而不幸的是，大多数数据库引擎都没有分析数据的功能。诚然你可以通过时间戳或者类似的精确的值来进行数据筛查，但你没办法进行全文检索，更处理不了数据中的同义字词，更别提根据数据的相关性来进行数据归档了。它们也没法生成数据的分析或者统计信息。更重要的是，它们没办法在实时地处理大批量的批处理任务。

关系数据库的软肋促进了 NoSQL 技术的发展

这正是 Elasticsearch 与众不同的地方:Elasticsearch鼓励你去探索和利用数据,而不是让它因为太难被查询而烂在数据库里。

你的好友 Elasticsearch 已上线。

Getting Started

Elasticsearch is a real-time distributed search and analytics engine. It allows you to explore your data at a speed and at a scale never before possible. It is used for full-text search, structured search, analytics, and all three in combination:

• Wikipedia uses Elasticsearch to provide full-text search with highlighted search snippets, and search-as-you-type and did-you-mean suggestions.
• The Guardian uses Elasticsearch to combine visitor logs with social -network data to provide real-time feedback to its editors about the public’s response to new articles.
• Stack Overflow combines full-text search with geolocation queries and uses more-like-this to find related questions and answers.
• GitHub uses Elasticsearch to query 130 billion lines of code.

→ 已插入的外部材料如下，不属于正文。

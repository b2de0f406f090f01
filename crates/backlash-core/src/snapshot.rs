//! Read-only dependency snapshots.
//!
//! Applications inject capabilities (functions, configuration, spawners)
//! into the runtime on every render. Effects observe them through a
//! [`Snapshot`], which only hands out shared references; anything reachable
//! through it is read-only unless the application opted into interior
//! mutability itself.

use std::cell::{Cell, RefCell};
use std::fmt;
use std::ops::Deref;
use std::rc::Rc;

pub struct Snapshot<D> {
    value: Rc<D>,
}

impl<D> Snapshot<D> {
    pub fn new(value: D) -> Self {
        Self {
            value: Rc::new(value),
        }
    }

    pub fn ptr_eq(this: &Self, other: &Self) -> bool {
        Rc::ptr_eq(&this.value, &other.value)
    }
}

impl<D> Clone for Snapshot<D> {
    fn clone(&self) -> Self {
        Self {
            value: Rc::clone(&self.value),
        }
    }
}

impl<D> Deref for Snapshot<D> {
    type Target = D;

    fn deref(&self) -> &D {
        &self.value
    }
}

impl<D> From<D> for Snapshot<D> {
    fn from(value: D) -> Self {
        Self::new(value)
    }
}

impl<D: fmt::Debug> fmt::Debug for Snapshot<D> {
    fn fmt(&self, f: &mut fmt::Formatter<'_>) -> fmt::Result {
        f.debug_tuple("Snapshot").field(&*self.value).finish()
    }
}

/// Holds the most recently supplied snapshot for an instance.
pub(crate) struct DependencyCell<D> {
    current: RefCell<Snapshot<D>>,
    revision: Cell<u64>,
}

impl<D> DependencyCell<D> {
    pub(crate) fn new(initial: Snapshot<D>) -> Self {
        Self {
            current: RefCell::new(initial),
            revision: Cell::new(0),
        }
    }

    /// Swaps in `next`. Never dispatches and never drains.
    pub(crate) fn replace(&self, next: Snapshot<D>) {
        if Snapshot::ptr_eq(&self.current.borrow(), &next) {
            return;
        }
        let previous = self.current.replace(next);
        self.revision.set(self.revision.get() + 1);
        // Dropped after the borrow ends so a capability's Drop may read the cell.
        drop(previous);
    }

    pub(crate) fn current(&self) -> Snapshot<D> {
        self.current.borrow().clone()
    }

    pub(crate) fn revision(&self) -> u64 {
        self.revision.get()
    }
}

#[cfg(test)]
mod tests {
    use super::{DependencyCell, Snapshot};

    #[test]
    fn replace_bumps_revision_only_for_new_snapshots() {
        let first = Snapshot::new(3);
        let cell = DependencyCell::new(first.clone());
        cell.replace(first);
        assert_eq!(cell.revision(), 0);

        cell.replace(Snapshot::new(6));
        assert_eq!(cell.revision(), 1);
        assert_eq!(*cell.current(), 6);
    }

    #[test]
    fn earlier_snapshots_stay_valid_after_replace() {
        let cell = DependencyCell::new(Snapshot::new(String::from("old")));
        let held = cell.current();
        cell.replace(Snapshot::new(String::from("new")));
        assert_eq!(held.as_str(), "old");
        assert_eq!(cell.current().as_str(), "new");
    }
}
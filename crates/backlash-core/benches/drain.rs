use std::cell::RefCell;
use std::rc::Rc;

use backlash_core::{Backlash, Command, StateSlot, UpdateMap};
use criterion::{black_box, criterion_group, criterion_main, Criterion};

struct Slot(RefCell<Rc<u64>>);

impl StateSlot<u64> for Slot {
    fn read(&self) -> Rc<u64> {
        Rc::clone(&self.0.borrow())
    }

    fn publish(&self, value: Rc<u64>) {
        self.0.replace(value);
    }
}

fn counter() -> Backlash<u64> {
    let update: UpdateMap<u64> = UpdateMap::new()
        .on("inc", |state: &Rc<u64>, (): ()| Command::new(**state + 1))
        .on("chain", |state: &Rc<u64>, depth: u32| {
            let next = Command::new(**state + 1);
            if depth == 0 {
                next
            } else {
                next.effect(move |actions, _| actions.dispatch("chain", depth - 1))
            }
        });
    let slot = Rc::new(Slot(RefCell::new(Rc::new(0))));
    let instance = Backlash::new(Command::new(0), &update, slot, ());
    instance.commit();
    instance
}

fn dispatch_without_effects(c: &mut Criterion) {
    let instance = counter();
    let actions = instance.actions();
    c.bench_function("dispatch_without_effects", |b| {
        b.iter(|| actions.dispatch("inc", black_box(())));
    });
}

fn nested_chain_drain(c: &mut Criterion) {
    let instance = counter();
    let actions = instance.actions();
    c.bench_function("nested_chain_drain_64", |b| {
        b.iter(|| actions.dispatch("chain", black_box(64u32)));
    });
}

criterion_group!(benches, dispatch_without_effects, nested_chain_drain);
criterion_main!(benches);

But Elasticsearch is not just for mega-corporations. It has enabled many startups like Datadog and Klout to prototype ideas and to turn them into scalable solutions. Elasticsearch can run on your laptop, or scale out to hundreds of servers and petabytes of data.

No individual part of Elasticsearch is new or revolutionary. Full-text search has been done before, as have analytics systems and distributed databases. The revolution is the combination of these individually useful parts into a single, coherent, real-time application. It has a low barrier to entry for the new user, but can keep pace with you as your skills and needs grow.

If you are picking up this book, it is because you have data, and there is no point in having data unless you plan to do something with it.

Unfortunately, most databases are astonishingly inept at extracting actionable knowledge from your data. Sure, they can filter by timestamp or exact values, but can they perform full-text search, handle synonyms, and score documents by relevance? Can they generate analytics and aggregations from the same data? Most important, can they do this in real time without big batch-processing jobs?

This is what sets Elasticsearch apart: Elasticsearch encourages you to explore and utilize your data, rather than letting it rot in a warehouse because it is too difficult to query.

Elasticsearch is your new best friend.